In this RideR this risk is not assumed: “(a) If the insured . . . has any duties whatsoever aboard such aircraft while in flight.” The same words are used in the double indemnity provision of the policyThese words are plain, clear, and specific and create no ambiguity, nor do any other words used in the policy create any ambiguity in respect to these words.

“In the absence of statute, the ordinary rules of negligence and due care obtain with respect to the operation of aircraft. The degree of care required of one not carrying passengers for hire is ordinary care, that is, that degree of care which the great mass of men, or an ordinarily prudent or reasonably careful person, would use under the same or similar circumstances.” 6 Am. Jur., Aviation, Sec. 60. See also 2 C.J.S., Aerial Navigation, Sec. 19.

In Smith v. Metropolitan Life Ins. Co., 29 N.J. Super. (Appellate Division) 478, 102 A. 2d 797, the Court said: “Surely, if any one has ‘duties’ relating to an aircraft, its travel or flight, it is the licensed pilot thereof.”

“The law imposes upon every person who enters upon an active course of conduct the positive duty to exercise ordinary care to pro*449tect others from harm, and calls a violation of that duty negligence.” Council v. Dickerson’s, Inc., 233 N.C. 472, 64 S.E. 2d 551.

A glider is not an inherently dangerous instrument on the ground, although in flight, when improperly used or improperly handled or in the hands of an incompetent pilot, it may be. It seems plain that the law imposed upon George Howard Scarboro the duty while piloting this glider in flight to exercise ordinary care to avoid injury to persons and property in the air and upon the ground, and particularly in returning to earth. Such being the law, upon the facts found by the Judge, the unfortunate death of George Howard Scarboro as a result of injuries received by him, when this glider piloted by him fell to earth, was not a risk assumed by the defendant, and the ruling of the Trial Judge was correct.

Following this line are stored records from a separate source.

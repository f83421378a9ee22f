use std::sync::OnceLock;

use regex::Regex;

use crate::models::{Block, BlockKind, Heading};
use crate::parsing::blocks::dispatch::{BlockContext, Matched};
use crate::parsing::lines::LineCursor;

/// ATX heading (`# Title`) with owned syntax constants.
pub struct AtxHeading;

impl AtxHeading {
    pub const MARKER: char = '#';
    pub const MAX_LEVEL: usize = 6;
}

static HEADING_RE: OnceLock<Regex> = OnceLock::new();

fn heading_re() -> &'static Regex {
    HEADING_RE.get_or_init(|| {
        Regex::new(r"^(#{1,6})\s+(.+?)\s*#*\s*$").expect("Invalid heading regex")
    })
}

/// Parses a single heading line. Any trailing `#` run is dropped.
pub fn parse_line(line: &str) -> Option<Heading> {
    let caps = heading_re().captures(line)?;
    let text = caps[2].trim();
    if text.is_empty() {
        return None;
    }
    Some(Heading {
        level: caps[1].len() as u8,
        text: text.to_string(),
        slug: slug(text),
    })
}

/// Heading block matcher. Inside quotes leading whitespace is tolerated.
pub fn parse<'a>(ctx: &BlockContext<'_>, cur: LineCursor<'a>) -> Option<Matched<'a>> {
    let line = cur.line()?;
    let candidate = if ctx.depth > 0 { line.trim_start() } else { line };
    let heading = parse_line(candidate)?;
    Some(Matched {
        block: to_block(heading, line),
        next: cur.advance(1),
    })
}

pub fn to_block(heading: Heading, raw: &str) -> Block {
    let text = heading.text.clone();
    let level = heading.level;
    let id = heading.slug.clone();
    Block::new(BlockKind::Heading(heading), text.clone(), raw)
        .with_meta("level", level)
        .with_meta("text", text)
        .with_meta("id", id)
}

/// Anchor slug for a heading.
///
/// Lowercases, keeps word characters, whitespace and hyphens, turns
/// whitespace runs into single hyphens and trims hyphens at both ends.
/// The output is a fixed point: `slug(&slug(t)) == slug(t)`.
pub fn slug(text: &str) -> String {
    let mut out = String::with_capacity(text.len());
    let mut pending_hyphen = false;
    for c in text.to_lowercase().chars() {
        if c.is_whitespace() || c == '-' {
            pending_hyphen = true;
        } else if c.is_alphanumeric() || c == '_' {
            if pending_hyphen && !out.is_empty() {
                out.push('-');
            }
            pending_hyphen = false;
            out.push(c);
        }
    }
    out
}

If the AviatioN Exclusion Rider had used the words, “If the Insured is a pilot, officer, and other member of the crew,” it might be that the word “other” would restrict the meaning of the word “pilot,” so as to mean a pilot who is a member of a crew. See City of St. Paul v. Traeger, 25 Minn. 248, 33 Am. Rep. 462, pp. 465-6. However, the RideR uses the words “or other member of the crew.” This creates no ambiguity. The risk is not assumed under the Rider if the insured is: (1) a pilot, (2) an officer, (3) or other member of the crew, or (4) has any duties whatsoever aboard such aircraft while in flight. George Howard Scarboro was pilot of a glider, whose fall to earth resulted in his fatal injuries. The specific words of the Aviation Exclusion Rider exclude his death from the risk assumed by defendant under the policy.

We have examined the case of Ezell v. Atlantic Life Ins. Co., 119 F. Supp. 614, strongly relied upon by plaintiff. In that case the language of the “Exclusion of Certain Aviation Risks” is not identical to the one here, and in the Ezell Case the two riders to the policies “were not as all inclusive as the double indemnity rider attached to each policy.” The Ezell Case is factually distinguishable.

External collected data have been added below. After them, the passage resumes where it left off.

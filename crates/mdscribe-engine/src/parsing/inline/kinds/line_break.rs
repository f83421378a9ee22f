/// Hard and soft line breaks.
pub struct LineBreak;

impl LineBreak {
    /// `<br>`, `<br/>` and `<br />`.
    pub const BR_OPEN: &'static str = "<br";
    pub const TRAILING_SPACES: &'static str = "  \n";
    pub const BACKSLASH: &'static str = "\\\n";
    pub const NEWLINE: &'static str = "\n";
}
//! # Inline Parsing
//!
//! Cursor-based tokenization of paragraph and heading text into
//! [`InlineToken`]s.
//!
//! ## Modules
//!
//! - **`types`**: `InlineToken`, the tagged union handed to consumers
//! - **`kinds`**: inline syntax types owning their delimiters
//! - **`cursor`**: `Cursor` for byte-wise scanning with save/restore
//! - **`parser`**: `parse_inline()` and the ordered `INLINE_RULES` table
//!
//! ## Precedence
//!
//! Rules are tried in table order at every position. Code spans come first
//! and are raw zones: `` `**bold**` `` is one code token. Link forms come
//! last so a `[` inside emphasis never splits it.

pub mod cursor;
pub mod kinds;
pub mod parser;
pub mod types;

pub use parser::{INLINE_RULES, InlineRule, parse_inline};
pub use types::InlineToken;
use criterion::{Criterion, criterion_group, criterion_main};
use mdscribe_engine::{ParseOptions, parse, parsing::inline::parse_inline};
mod common;

fn bench_parse_document(c: &mut Criterion) {
    let mut group = c.benchmark_group("parsing");
    group.sample_size(10);

    let options = ParseOptions::default();
    for size in [10, 100] {
        let content = common::generate_markdown_content(size);
        group.bench_function(format!("document_{size}"), |b| {
            b.iter(|| {
                let doc = parse(std::hint::black_box(&content), &options);
                std::hint::black_box(doc);
            });
        });
    }

    group.finish();
}

fn bench_inline(c: &mut Criterion) {
    let content = common::generate_inline_heavy(200);
    c.bench_function("inline_tokens", |b| {
        b.iter(|| std::hint::black_box(parse_inline(std::hint::black_box(&content))));
    });
}

criterion_group!(benches, bench_parse_document, bench_inline);
criterion_main!(benches);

A contract of insurance, like any other contract, is to be interpreted, and enforced according to the terms of the policy, and, unless such terms are ambiguous, they will be interpreted according to their usual, ordinary and commonly accepted meaning. Haneline v. Casket Co., 238 N.C. 127, 76 S.E. 2d 372; Johnson v. Casualty Co., 234 N.C. 25, 65 S.E. 2d 347.

It is our duty to construe policies of insurance as written, and not to rewrite them. Ford v. Insurance Co., 222 N.C. 154, 22 S.E. 2d 235.

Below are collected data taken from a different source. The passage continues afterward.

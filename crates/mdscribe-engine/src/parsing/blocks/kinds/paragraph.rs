use crate::models::{Block, BlockKind};

/// Paragraph block type.
///
/// Paragraphs have no delimiters. They are the fallback for lines no other
/// rule claims, and run until a blank line or the start of another block.
pub struct Paragraph;

impl Paragraph {
    pub const JOIN: &'static str = "\n";
}

/// Open paragraph lines awaiting a flush.
#[derive(Debug, Default)]
pub struct ParagraphBuffer<'a> {
    lines: Vec<&'a str>,
}

impl<'a> ParagraphBuffer<'a> {
    pub fn push(&mut self, line: &'a str) {
        self.lines.push(line);
    }

    pub fn is_empty(&self) -> bool {
        self.lines.is_empty()
    }

    /// Emits the open paragraph, if any, and clears the buffer.
    ///
    /// Lines are kept untrimmed so trailing-space line breaks survive to the
    /// inline tokenizer.
    pub fn flush_into(&mut self, blocks: &mut Vec<Block>) {
        if self.lines.is_empty() {
            return;
        }
        let text = self.lines.join(Paragraph::JOIN);
        blocks.push(Block::new(BlockKind::Paragraph, text.clone(), text));
        self.lines.clear();
    }
}
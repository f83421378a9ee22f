use std::fs;
use std::path::{Path, PathBuf};

use crate::models::Document;
use crate::parsing::{ParseOptions, parse};

#[derive(Debug, thiserror::Error)]
pub enum IoError {
    #[error("File not found: {0}")]
    NotFound(PathBuf),
    #[error("Failed to read {path}: {source}")]
    Read {
        path: PathBuf,
        #[source]
        source: std::io::Error,
    },
}

impl IoError {
    /// The resource the failure refers to.
    pub fn path(&self) -> &Path {
        match self {
            IoError::NotFound(path) | IoError::Read { path, .. } => path,
        }
    }

    pub fn kind(&self) -> std::io::ErrorKind {
        match self {
            IoError::NotFound(_) => std::io::ErrorKind::NotFound,
            IoError::Read { source, .. } => source.kind(),
        }
    }
}

/// Read a markdown file and return its content
pub fn read_file(path: &Path) -> Result<String, IoError> {
    if !path.exists() {
        return Err(IoError::NotFound(path.to_path_buf()));
    }
    fs::read_to_string(path).map_err(|source| IoError::Read {
        path: path.to_path_buf(),
        source,
    })
}

/// Read and parse a markdown file.
pub fn load_and_parse(path: &Path, options: &ParseOptions) -> Result<Document, IoError> {
    let text = read_file(path)?;
    log::debug!("loaded {} ({} bytes)", path.display(), text.len());
    Ok(parse(&text, options))
}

The Aviation ExolusioN Rider states: “The provision of this policy relating to incontestability shall not be construed to require payment by the Company of any amount in excess of that provided in *450this rider, if death of the Insured occurs under any of the circumstances set forth herein.”

Plaintiff makes no contention in her brief that the costs were improperly taxed.

The ruling below is

Affirmed.

JohnsoN, J., took no part in the consideration or decision of this case.